For instance; at Mr. Tarbox’s suggestion Claude brought to his father from the city every evening, now the “Picayune” and now the “Times-Democrat.” From European and national news he modestly turned aside. Whether he read the book-notices I do not know; I hope not. But when he had served supper—he was a capital camp cook—and he and Claude had eaten, and their pipes were lighted, you should have seen him scanning the latest quotations and debating the fluctuations of the moss market, the shrimp market, and the garlic market.
Thus Claude was rarely in the city save in the busy hours of the day. Much oftener than otherwise, he saw the crimson sunsets, and the cool purple sunrises as he and St. Pierre pulled in the father’s skiff diagonally to or fro across the Mississippi, between their cottage and the sleepy outposts of city street-cars, just under the levee at the edge of that green oak-dotted plain where a certain man, as gentle, shy, and unworldly as our engineer friend thought Claude to be, was raising the vast buildings of the next year’s Universal Exposition.
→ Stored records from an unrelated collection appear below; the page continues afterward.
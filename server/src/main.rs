use clap::Parser;
use log::info;
use server::config::ServerConfig;
use server::network::Server;

#[derive(Parser, Debug)]
#[command(author, version, about = "Drawing-and-guessing game server", long_about = None)]
struct Args {
    /// Word the players have to guess
    secret_word: String,

    /// Address to bind to
    #[arg(short = 'H', long, default_value = "0.0.0.0")]
    host: String,

    /// Port to listen on
    #[arg(short, long, default_value_t = shared::DEFAULT_PORT)]
    port: u16,

    /// Capacity used until the first player requests one
    #[arg(long, default_value_t = shared::DEFAULT_CAPACITY)]
    default_capacity: u32,

    /// Refuse players once the room is full instead of only warning
    #[arg(long)]
    enforce_capacity: bool,
}

#[tokio::main]
async fn main() -> Result<(), Box<dyn std::error::Error>> {
    env_logger::init();

    if std::env::var("RUST_LOG").is_err() {
        eprintln!("Set RUST_LOG=info for detailed logging");
    }

    let args = Args::parse();
    let config = ServerConfig {
        host: args.host,
        port: args.port,
        secret_word: args.secret_word,
        default_capacity: args.default_capacity,
        enforce_capacity: args.enforce_capacity,
    };

    let server = Server::bind(&config).await?;
    info!("Waiting for players (answer: {})", config.secret_word);
    server.run().await?;

    info!("Server stopped");
    Ok(())
}
#[cfg(test)]
mod tests {
    use super::*;
    use shared::{PlayerCount, Stroke};
    use std::time::Duration;
    use tokio::io::DuplexStream;
    use tokio::task::JoinHandle;
    use tokio::time::timeout;

    type SessionHandle = JoinHandle<Result<SessionEnd, SessionError>>;

    /// Connects a new in-memory peer the way the listener would.
    async fn connect(room: &SharedRoom, id: u64) -> (DuplexStream, SessionHandle) {
        let first = room.lock().await.take_first_connection();
        let (peer, server_side) = tokio::io::duplex(64 * 1024);
        let (reader, writer) = tokio::io::split(server_side);
        let handle = tokio::spawn(run_session(
            room.clone(),
            ConnectionId(id),
            reader,
            writer,
            first,
        ));
        (peer, handle)
    }

    async fn send(peer: &mut DuplexStream, frame: Frame) {
        write_frame(peer, &frame).await.unwrap();
    }

    async fn next_frame(peer: &mut DuplexStream) -> Frame {
        timeout(Duration::from_secs(2), read_frame(peer))
            .await
            .expect("timed out waiting for frame")
            .expect("failed to read frame")
    }

    async fn finished(handle: SessionHandle) -> Result<SessionEnd, SessionError> {
        timeout(Duration::from_secs(2), handle)
            .await
            .expect("session did not finish")
            .expect("session panicked")
    }

    fn count(current: i32, max_players: i32) -> Frame {
        Frame::PlayerCount(PlayerCount {
            current,
            max_players,
        })
    }

    /// Registers a first player with `capacity` and drains its welcome.
    async fn open_room(room: &SharedRoom, capacity: i32) -> (DuplexStream, SessionHandle) {
        let (mut peer, handle) = connect(room, 1).await;
        send(&mut peer, Frame::SetCapacity { max_players: capacity }).await;
        assert_eq!(next_frame(&mut peer).await, Frame::PlayerNumber { number: 1 });
        assert_eq!(next_frame(&mut peer).await, count(1, capacity));
        (peer, handle)
    }

    async fn join(
        room: &SharedRoom,
        id: u64,
        number: i32,
        existing: &mut [&mut DuplexStream],
        expected: Frame,
    ) -> (DuplexStream, SessionHandle) {
        let (mut peer, handle) = connect(room, id).await;
        assert_eq!(next_frame(&mut peer).await, Frame::PlayerNumber { number });
        assert_eq!(next_frame(&mut peer).await, expected);
        for other in existing.iter_mut() {
            assert_eq!(next_frame(other).await, expected);
        }
        (peer, handle)
    }

    #[tokio::test]
    async fn test_first_connection_negotiates_capacity() {
        let room = Room::new("apple", 2, false).shared();
        let (_peer, _handle) = open_room(&room, 3).await;

        let room = room.lock().await;
        assert_eq!(room.capacity(), 3);
        assert_eq!(room.len(), 1);
    }

    #[tokio::test]
    async fn test_malformed_first_message_rejects_without_registering() {
        let room = Room::new("apple", 2, false).shared();
        let (mut peer, handle) = connect(&room, 1).await;

        send(&mut peer, Frame::Ping).await;

        let err = finished(handle).await.unwrap_err();
        assert!(matches!(
            err,
            SessionError::MalformedFirstMessage { tag } if tag == shared::tag::PING
        ));
        let mut room = room.lock().await;
        assert!(room.is_empty());
        assert!(room.take_first_connection());
    }

    #[tokio::test]
    async fn test_short_first_message_rejects() {
        let room = Room::new("apple", 2, false).shared();
        let (mut peer, handle) = connect(&room, 1).await;

        peer.write_all(&shared::tag::SET_CAPACITY.to_le_bytes()).await.unwrap();
        peer.write_all(&[3, 0]).await.unwrap();
        drop(peer);

        let err = finished(handle).await.unwrap_err();
        assert!(matches!(
            err,
            SessionError::FirstMessageRead(ProtocolError::ShortRead { .. })
        ));
        assert!(room.lock().await.take_first_connection());
    }

    #[tokio::test]
    async fn test_capacity_arriving_after_another_registration_is_dropped() {
        let room = Room::new("apple", 2, false).shared();
        let (mut first, _h1) = connect(&room, 1).await;
        let (mut second, _h2) = connect(&room, 2).await;

        // the second connection registers while the first is still negotiating
        assert_eq!(next_frame(&mut second).await, Frame::PlayerNumber { number: 1 });
        assert_eq!(next_frame(&mut second).await, count(1, 2));

        send(&mut first, Frame::SetCapacity { max_players: 5 }).await;
        assert_eq!(next_frame(&mut first).await, Frame::PlayerNumber { number: 2 });
        assert_eq!(next_frame(&mut first).await, count(2, 2));
        assert_eq!(next_frame(&mut second).await, count(2, 2));
        assert_eq!(room.lock().await.capacity(), 2);
    }

    #[tokio::test]
    async fn test_each_registration_broadcasts_count() {
        let room = Room::new("apple", 2, false).shared();
        let (mut p1, _h1) = open_room(&room, 4).await;
        let (mut p2, _h2) = join(&room, 2, 2, &mut [&mut p1], count(2, 4)).await;
        let (_p3, _h3) = join(&room, 3, 3, &mut [&mut p1, &mut p2], count(3, 4)).await;
    }

    #[tokio::test]
    async fn test_draw_is_relayed_without_echo() {
        let room = Room::new("apple", 2, false).shared();
        let (mut p1, _h1) = open_room(&room, 3).await;
        let (mut p2, _h2) = join(&room, 2, 2, &mut [&mut p1], count(2, 3)).await;
        let (mut p3, _h3) = join(&room, 3, 3, &mut [&mut p1, &mut p2], count(3, 3)).await;

        let stroke = Frame::Draw(Stroke {
            x: 10,
            y: 7,
            color: 7,
            thickness: 2,
        });
        send(&mut p1, stroke.clone()).await;
        send(&mut p1, Frame::Clear).await;

        assert_eq!(next_frame(&mut p2).await, stroke);
        assert_eq!(next_frame(&mut p2).await, Frame::Clear);
        assert_eq!(next_frame(&mut p3).await, stroke);
        assert_eq!(next_frame(&mut p3).await, Frame::Clear);

        send(&mut p1, Frame::Ping).await;
        assert_eq!(next_frame(&mut p1).await, Frame::Pong);
    }

    #[tokio::test]
    async fn test_wrong_answer_keeps_session_active() {
        let room = Room::new("apple", 2, false).shared();
        let (mut p1, h1) = open_room(&room, 2).await;
        let (mut p2, _h2) = join(&room, 2, 2, &mut [&mut p1], count(2, 2)).await;

        send(
            &mut p2,
            Frame::Answer {
                name: "whoever".to_string(),
                guess: "pear".to_string(),
            },
        )
        .await;

        let wrong = Frame::Wrong(Outcome::new("player2", "pear"));
        assert_eq!(next_frame(&mut p1).await, wrong);
        assert_eq!(next_frame(&mut p2).await, wrong);

        send(&mut p2, Frame::Ping).await;
        assert_eq!(next_frame(&mut p2).await, Frame::Pong);

        send(&mut p1, Frame::Disconnect).await;
        assert_eq!(finished(h1).await.unwrap(), SessionEnd::Disconnected);
        assert_eq!(next_frame(&mut p2).await, count(1, 2));
    }

    #[tokio::test]
    async fn test_correct_answer_ends_only_answering_session() {
        let room = Room::new("apple", 2, false).shared();
        let (mut p1, _h1) = open_room(&room, 2).await;
        let (mut p2, h2) = join(&room, 2, 2, &mut [&mut p1], count(2, 2)).await;

        send(
            &mut p2,
            Frame::Answer {
                name: String::new(),
                guess: "apple".to_string(),
            },
        )
        .await;

        let correct = Frame::Correct(Outcome::new("player2", "apple"));
        assert_eq!(next_frame(&mut p2).await, correct);
        assert_eq!(finished(h2).await.unwrap(), SessionEnd::Answered);
        assert!(matches!(
            read_frame(&mut p2).await,
            Err(ProtocolError::StreamClosed)
        ));

        assert_eq!(next_frame(&mut p1).await, correct);
        assert_eq!(next_frame(&mut p1).await, count(1, 2));

        // no round gate: the remaining player can still answer
        send(
            &mut p1,
            Frame::Answer {
                name: String::new(),
                guess: "apple".to_string(),
            },
        )
        .await;
        assert_eq!(
            next_frame(&mut p1).await,
            Frame::Correct(Outcome::new("player1", "apple"))
        );
    }

    #[tokio::test]
    async fn test_unknown_and_misplaced_frames_are_skipped() {
        let room = Room::new("apple", 2, false).shared();
        let (mut p1, _h1) = open_room(&room, 2).await;

        p1.write_all(&99i32.to_le_bytes()).await.unwrap();
        send(&mut p1, Frame::SetCapacity { max_players: 9 }).await;
        send(&mut p1, Frame::PlayerNumber { number: 4 }).await;
        send(&mut p1, Frame::Ping).await;

        assert_eq!(next_frame(&mut p1).await, Frame::Pong);
        assert_eq!(room.lock().await.capacity(), 2);
    }

    #[tokio::test]
    async fn test_last_departure_resets_room() {
        let room = Room::new("apple", 2, false).shared();
        let (p1, h1) = open_room(&room, 5).await;

        drop(p1);
        assert_eq!(finished(h1).await.unwrap(), SessionEnd::Closed);

        let mut room = room.lock().await;
        assert!(room.is_empty());
        assert_eq!(room.capacity(), 2);
        assert!(room.take_first_connection());
    }

    #[tokio::test]
    async fn test_short_read_terminates_and_deregisters() {
        let room = Room::new("apple", 2, false).shared();
        let (mut p1, _h1) = open_room(&room, 2).await;
        let (mut p2, h2) = join(&room, 2, 2, &mut [&mut p1], count(2, 2)).await;

        p2.write_all(&shared::tag::DRAW.to_le_bytes()).await.unwrap();
        p2.write_all(&[1, 2, 3]).await.unwrap();
        drop(p2);

        assert!(matches!(
            finished(h2).await.unwrap_err(),
            SessionError::Protocol(ProtocolError::ShortRead { .. })
        ));
        assert_eq!(next_frame(&mut p1).await, count(1, 2));
        assert_eq!(room.lock().await.len(), 1);
    }

    #[tokio::test]
    async fn test_enforced_capacity_refuses_extra_player() {
        let room = Room::new("apple", 2, true).shared();
        let (mut p1, _h1) = open_room(&room, 1).await;

        let (mut p2, h2) = connect(&room, 2).await;

        assert!(matches!(
            finished(h2).await.unwrap_err(),
            SessionError::RoomFull(RoomFull { capacity: 1, .. })
        ));
        assert_eq!(next_frame(&mut p2).await, Frame::Disconnect);
        assert!(matches!(
            read_frame(&mut p2).await,
            Err(ProtocolError::StreamClosed)
        ));
        assert_eq!(room.lock().await.len(), 1);

        send(&mut p1, Frame::Ping).await;
        assert_eq!(next_frame(&mut p1).await, Frame::Pong);
    }
}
But all this explains only why Claude did not, to his knowledge, see Marguerite by accident. Yet by intention! Why not by intention? First, there was his fear of sinning against his father’s love. That alone might have failed to hold him back; but, second, there was his helplessness. Love made Tarbox, if any thing were needed to make him, brave; it made Claude a coward. And third, there was that helpless terror of society in general, of which we have heard his friend talk. I have seen a strong horse sink trembling to the earth at the beating of an empty drum. Claude looked with amazed despair at a man’s ability to overtake a pretty girl acquaintance in Canal Street, and walk and talk with her. He often asked himself how he had ever been a moment at his ease those November evenings in the tavern’s back-parlor at Vermilionville. It was because he had a task there; sociality was not the business of the hour.